Required work:
Once you have read the data below, write it all out exactly.

Dataset below:

// Registers a batch code with the ledger.

use anyhow::{Context, Result};
use clap::Parser;
use log::info;

use monitor_device::config::ledger_addr_from_env;
use monitor_device::connection::{LedgerClient, ServerConnection};

#[derive(Debug, Parser)]
#[command(name = "monitor-manager")]
#[command(about = "Associate a batch code with a batch name and print the new batch id", long_about = None)]
struct Args {
    /// Code printed on the batch, as entered at workstations
    batch_code: String,

    /// Human-readable batch name
    batch_name: String,
}

fn main() -> Result<()> {
    env_logger::Builder::from_env(env_logger::Env::default().default_filter_or("info")).init();
    let args = Args::parse();

    let addr = ledger_addr_from_env()?;
    let mut ledger =
        ServerConnection::connect(&addr).with_context(|| format!("cannot reach ledger at {addr}"))?;

    let batch_id = ledger.associate_batch(&args.batch_code, &args.batch_name)?;
    info!("Associated {:?} with {:?}", args.batch_code, args.batch_name);
    println!("{batch_id}");

    Ok(())
}

#[cfg(test)]
mod tests {
    use super::*;
    use clap::error::ErrorKind;

    #[test]
    fn parses_code_and_name() {
        let args = Args::try_parse_from(["monitor-manager", "B-17", "Pine 50x100"]).unwrap();
        assert_eq!(args.batch_code, "B-17");
        assert_eq!(args.batch_name, "Pine 50x100");
    }

    #[test]
    fn help_and_usage_errors() {
        let err = Args::try_parse_from(["monitor-manager", "--help"]).unwrap_err();
        assert_eq!(err.kind(), ErrorKind::DisplayHelp);

        let err = Args::try_parse_from(["monitor-manager", "B-17"]).unwrap_err();
        assert_eq!(err.kind(), ErrorKind::MissingRequiredArgument);
    }
}
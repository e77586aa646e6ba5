use std::str::FromStr;

use anyhow::{anyhow, bail, Result};

pub const DEFAULT_BIND_ADDR: &str = "0.0.0.0:5555";

/// What to do with the database schema at startup.
#[derive(Debug, Clone, Copy, PartialEq, Eq)]
pub enum DbStartup {
    MakeTables,
    Keep,
}

impl FromStr for DbStartup {
    type Err = anyhow::Error;

    fn from_str(s: &str) -> Result<Self> {
        match s {
            "make_tables" => Ok(DbStartup::MakeTables),
            "none" => Ok(DbStartup::Keep),
            other => bail!("DB_STARTUP must be `make_tables` or `none`, was `{other}`"),
        }
    }
}

#[derive(Debug, Clone, PartialEq, Eq)]
pub struct Config {
    pub database_url: String,
    pub bind_addr: String,
    pub db_startup: DbStartup,
}

impl Config {
    /// Reads `.env` (if present) and then the process environment.
    pub fn from_env() -> Result<Self> {
        dotenvy::dotenv().ok();
        Self::from_vars(|key| std::env::var(key).ok())
    }

    fn from_vars(var: impl Fn(&str) -> Option<String>) -> Result<Self> {
        let database_url = var("DATABASE_URL").ok_or_else(|| anyhow!("DATABASE_URL must be set"))?;
        let bind_addr = var("LEDGER_BIND_ADDR").unwrap_or_else(|| DEFAULT_BIND_ADDR.to_string());
        let db_startup = match var("DB_STARTUP") {
            Some(value) => value.parse()?,
            None => DbStartup::MakeTables,
        };

        Ok(Self {
            database_url,
            bind_addr,
            db_startup,
        })
    }
}
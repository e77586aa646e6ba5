use chrono::{NaiveDateTime, Utc};

/// Wall clock used for interval boundaries, in UTC.
pub fn now() -> NaiveDateTime {
    Utc::now().naive_utc()
}
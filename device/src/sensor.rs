use std::sync::atomic::{AtomicBool, Ordering};
use std::sync::{Arc, Mutex};
use std::thread::{self, JoinHandle};
use std::time::Duration;

use log::{debug, info};
use rand::Rng;

#[derive(Debug, Clone, PartialEq, Eq)]
pub struct Sensor {
    pub identifier: i32,
    pub name: String,
    pub active: bool,
}

impl Sensor {
    pub fn new(identifier: i32, name: impl Into<String>, active: bool) -> Self {
        Self {
            identifier,
            name: name.into(),
            active,
        }
    }
}

/// Receives the single sensor that changed.
pub type SensorListener = Box<dyn Fn(Sensor) + Send>;

/// Where sensor readings come from. Implementations debounce the raw signal
/// and only report edges of the `active` flag.
pub trait SensorSource: Send {
    /// Snapshot of every sensor, in a stable order.
    fn sensors(&self) -> Vec<Sensor>;

    fn on_sensor_change(&mut self, listener: SensorListener);
}

/// Sensor set fed from outside, e.g. by GPIO glue code. Clones share state.
#[derive(Clone, Default)]
pub struct SharedSensors {
    sensors: Arc<Mutex<Vec<Sensor>>>,
    listeners: Arc<Mutex<Vec<SensorListener>>>,
}

impl SharedSensors {
    pub fn new(sensors: Vec<Sensor>) -> Self {
        Self {
            sensors: Arc::new(Mutex::new(sensors)),
            listeners: Arc::default(),
        }
    }

    /// Updates one sensor and notifies listeners if its state flipped.
    /// Returns false for an unknown identifier.
    pub fn set_active(&self, identifier: i32, active: bool) -> bool {
        let changed = {
            let mut sensors = lock(&self.sensors);
            let Some(sensor) = sensors.iter_mut().find(|s| s.identifier == identifier) else {
                return false;
            };
            if sensor.active == active {
                return true;
            }
            *sensor = Sensor {
                active,
                ..sensor.clone()
            };
            sensor.clone()
        };

        debug!("Sensor {} active: {}", changed.name, changed.active);
        for listener in lock(&self.listeners).iter() {
            listener(changed.clone());
        }
        true
    }

    pub fn toggle(&self, identifier: i32) -> bool {
        let current = lock(&self.sensors)
            .iter()
            .find(|s| s.identifier == identifier)
            .map(|s| s.active);
        match current {
            Some(active) => self.set_active(identifier, !active),
            None => false,
        }
    }
}

impl SensorSource for SharedSensors {
    fn sensors(&self) -> Vec<Sensor> {
        lock(&self.sensors).clone()
    }

    fn on_sensor_change(&mut self, listener: SensorListener) {
        lock(&self.listeners).push(listener);
    }
}

/// Simulated hardware: flips a random sensor every `interval`.
pub struct BlinkingSensors {
    sensors: SharedSensors,
    running: Arc<AtomicBool>,
    thread: Option<JoinHandle<()>>,
}

impl BlinkingSensors {
    pub fn start(sensors: Vec<Sensor>, interval: Duration) -> std::io::Result<Self> {
        let shared = SharedSensors::new(sensors);
        let running = Arc::new(AtomicBool::new(true));

        let blinker = shared.clone();
        let keep_running = running.clone();
        let thread = thread::Builder::new()
            .name("sensor-blinker".into())
            .spawn(move || {
                let mut rng = rand::thread_rng();
                while keep_running.load(Ordering::Relaxed) {
                    thread::sleep(interval);
                    let ids: Vec<i32> = blinker.sensors().iter().map(|s| s.identifier).collect();
                    if ids.is_empty() {
                        continue;
                    }
                    blinker.toggle(ids[rng.gen_range(0..ids.len())]);
                }
            })?;

        info!("Simulating sensors, blinking every {interval:?}");
        Ok(Self {
            sensors: shared,
            running,
            thread: Some(thread),
        })
    }
}

impl SensorSource for BlinkingSensors {
    fn sensors(&self) -> Vec<Sensor> {
        self.sensors.sensors()
    }

    fn on_sensor_change(&mut self, listener: SensorListener) {
        self.sensors.on_sensor_change(listener);
    }
}

impl Drop for BlinkingSensors {
    fn drop(&mut self) {
        self.running.store(false, Ordering::Relaxed);
        if let Some(thread) = self.thread.take() {
            thread.join().ok();
        }
    }
}

fn lock<T>(mutex: &Mutex<T>) -> std::sync::MutexGuard<'_, T> {
    match mutex.lock() {
        Ok(guard) => guard,
        Err(poisoned) => poisoned.into_inner(),
    }
}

End of Dataset.

The answer:
// Registers a batch code with the ledger.

use anyhow::{Context, Result};
use clap::Parser;
use log::info;

use monitor_device::config::ledger_addr_from_env;
use monitor_device::connection::{LedgerClient, ServerConnection};

#[derive(Debug, Parser)]
#[command(name = "monitor-manager")]
#[command(about = "Associate a batch code with a batch name and print the new batch id", long_about = None)]
struct Args {
    /// Code printed on the batch, as entered at workstations
    batch_code: String,

    /// Human-readable batch name
    batch_name: String,
}

fn main() -> Result<()> {
    env_logger::Builder::from_env(env_logger::Env::default().default_filter_or("info")).init();
    let args = Args::parse();

    let addr = ledger_addr_from_env()?;
    let mut ledger =
        ServerConnection::connect(&addr).with_context(|| format!("cannot reach ledger at {addr}"))?;

    let batch_id = ledger.associate_batch(&args.batch_code, &args.batch_name)?;
    info!("Associated {:?} with {:?}", args.batch_code, args.batch_name);
    println!("{batch_id}");

    Ok(())
}

#[cfg(test)]
mod tests {
    use super::*;
    use clap::error::ErrorKind;

    #[test]
    fn parses_code_and_name() {
        let args = Args::try_parse_from(["monitor-manager", "B-17", "Pine 50x100"]).unwrap();
        assert_eq!(args.batch_code, "B-17");
        assert_eq!(args.batch_name, "Pine 50x100");
    }

    #[test]
    fn help_and_usage_errors() {
        let err = Args::try_parse_from(["monitor-manager", "--help"]).unwrap_err();
        assert_eq!(err.kind(), ErrorKind::DisplayHelp);

        let err = Args::try_parse_from(["monitor-manager", "B-17"]).unwrap_err();
        assert_eq!(err.kind(), ErrorKind::MissingRequiredArgument);
    }
}
repository e77586aa646e6ba5
use std::str::FromStr;

use anyhow::{anyhow, bail, Result};

pub const DEFAULT_BIND_ADDR: &str = "0.0.0.0:5555";

/// What to do with the database schema at startup.
#[derive(Debug, Clone, Copy, PartialEq, Eq)]
pub enum DbStartup {
    MakeTables,
    Keep,
}

impl FromStr for DbStartup {
    type Err = anyhow::Error;

    fn from_str(s: &str) -> Result<Self> {
        match s {
            "make_tables" => Ok(DbStartup::MakeTables),
            "none" => Ok(DbStartup::Keep),
            other => bail!("DB_STARTUP must be `make_tables` or `none`, was `{other}`"),
        }
    }
}

#[derive(Debug, Clone, PartialEq, Eq)]
pub struct Config {
    pub database_url: String,
    pub bind_addr: String,
    pub db_startup: DbStartup,
}

impl Config {
    /// Reads `.env` (if present) and then the process environment.
    pub fn from_env() -> Result<Self> {
        dotenvy::dotenv().ok();
        Self::from_vars(|key| std::env::var(key).ok())
    }

    fn from_vars(var: impl Fn(&str) -> Option<String>) -> Result<Self> {
        let database_url = var("DATABASE_URL").ok_or_else(|| anyhow!("DATABASE_URL must be set"))?;
        let bind_addr = var("LEDGER_BIND_ADDR").unwrap_or_else(|| DEFAULT_BIND_ADDR.to_string());
        let db_startup = match var("DB_STARTUP") {
            Some(value) => value.parse()?,
            None => DbStartup::MakeTables,
        };

        Ok(Self {
            database_url,
            bind_addr,
            db_startup,
        })
    }
}
repository e77586aa646e6ba5
use chrono::{NaiveDateTime, Utc};

/// Wall clock used for interval boundaries, in UTC.
pub fn now() -> NaiveDateTime {
    Utc::now().naive_utc()
}
filename device/src/sensor.rs
use std::sync::atomic::{AtomicBool, Ordering};
use std::sync::{Arc, Mutex};
use std::thread::{self, JoinHandle};
use std::time::Duration;

use log::{debug, info};
use rand::Rng;

#[derive(Debug, Clone, PartialEq, Eq)]
pub struct Sensor {
    pub identifier: i32,
    pub name: String,
    pub active: bool,
}

impl Sensor {
    pub fn new(identifier: i32, name: impl Into<String>, active: bool) -> Self {
        Self {
            identifier,
            name: name.into(),
            active,
        }
    }
}

/// Receives the single sensor that changed.
pub type SensorListener = Box<dyn Fn(Sensor) + Send>;

/// Where sensor readings come from. Implementations debounce the raw signal
/// and only report edges of the `active` flag.
pub trait SensorSource: Send {
    /// Snapshot of every sensor, in a stable order.
    fn sensors(&self) -> Vec<Sensor>;

    fn on_sensor_change(&mut self, listener: SensorListener);
}

/// Sensor set fed from outside, e.g. by GPIO glue code. Clones share state.
#[derive(Clone, Default)]
pub struct SharedSensors {
    sensors: Arc<Mutex<Vec<Sensor>>>,
    listeners: Arc<Mutex<Vec<SensorListener>>>,
}

impl SharedSensors {
    pub fn new(sensors: Vec<Sensor>) -> Self {
        Self {
            sensors: Arc::new(Mutex::new(sensors)),
            listeners: Arc::default(),
        }
    }

    /// Updates one sensor and notifies listeners if its state flipped.
    /// Returns false for an unknown identifier.
    pub fn set_active(&self, identifier: i32, active: bool) -> bool {
        let changed = {
            let mut sensors = lock(&self.sensors);
            let Some(sensor) = sensors.iter_mut().find(|s| s.identifier == identifier) else {
                return false;
            };
            if sensor.active == active {
                return true;
            }
            *sensor = Sensor {
                active,
                ..sensor.clone()
            };
            sensor.clone()
        };

        debug!("Sensor {} active: {}", changed.name, changed.active);
        for listener in lock(&self.listeners).iter() {
            listener(changed.clone());
        }
        true
    }

    pub fn toggle(&self, identifier: i32) -> bool {
        let current = lock(&self.sensors)
            .iter()
            .find(|s| s.identifier == identifier)
            .map(|s| s.active);
        match current {
            Some(active) => self.set_active(identifier, !active),
            None => false,
        }
    }
}

impl SensorSource for SharedSensors {
    fn sensors(&self) -> Vec<Sensor> {
        lock(&self.sensors).clone()
    }

    fn on_sensor_change(&mut self, listener: SensorListener) {
        lock(&self.listeners).push(listener);
    }
}

/// Simulated hardware: flips a random sensor every `interval`.
pub struct BlinkingSensors {
    sensors: SharedSensors,
    running: Arc<AtomicBool>,
    thread: Option<JoinHandle<()>>,
}

impl BlinkingSensors {
    pub fn start(sensors: Vec<Sensor>, interval: Duration) -> std::io::Result<Self> {
        let shared = SharedSensors::new(sensors);
        let running = Arc::new(AtomicBool::new(true));

        let blinker = shared.clone();
        let keep_running = running.clone();
        let thread = thread::Builder::new()
            .name("sensor-blinker".into())
            .spawn(move || {
                let mut rng = rand::thread_rng();
                while keep_running.load(Ordering::Relaxed) {
                    thread::sleep(interval);
                    let ids: Vec<i32> = blinker.sensors().iter().map(|s| s.identifier).collect();
                    if ids.is_empty() {
                        continue;
                    }
                    blinker.toggle(ids[rng.gen_range(0..ids.len())]);
                }
            })?;

        info!("Simulating sensors, blinking every {interval:?}");
        Ok(Self {
            sensors: shared,
            running,
            thread: Some(thread),
        })
    }
}

impl SensorSource for BlinkingSensors {
    fn sensors(&self) -> Vec<Sensor> {
        self.sensors.sensors()
    }

    fn on_sensor_change(&mut self, listener: SensorListener) {
        self.sensors.on_sensor_change(listener);
    }
}

impl Drop for BlinkingSensors {
    fn drop(&mut self) {
        self.running.store(false, Ordering::Relaxed);
        if let Some(thread) = self.thread.take() {
            thread.join().ok();
        }
    }
}

fn lock<T>(mutex: &Mutex<T>) -> std::sync::MutexGuard<'_, T> {
    match mutex.lock() {
        Ok(guard) => guard,
        Err(poisoned) => poisoned.into_inner(),
    }
}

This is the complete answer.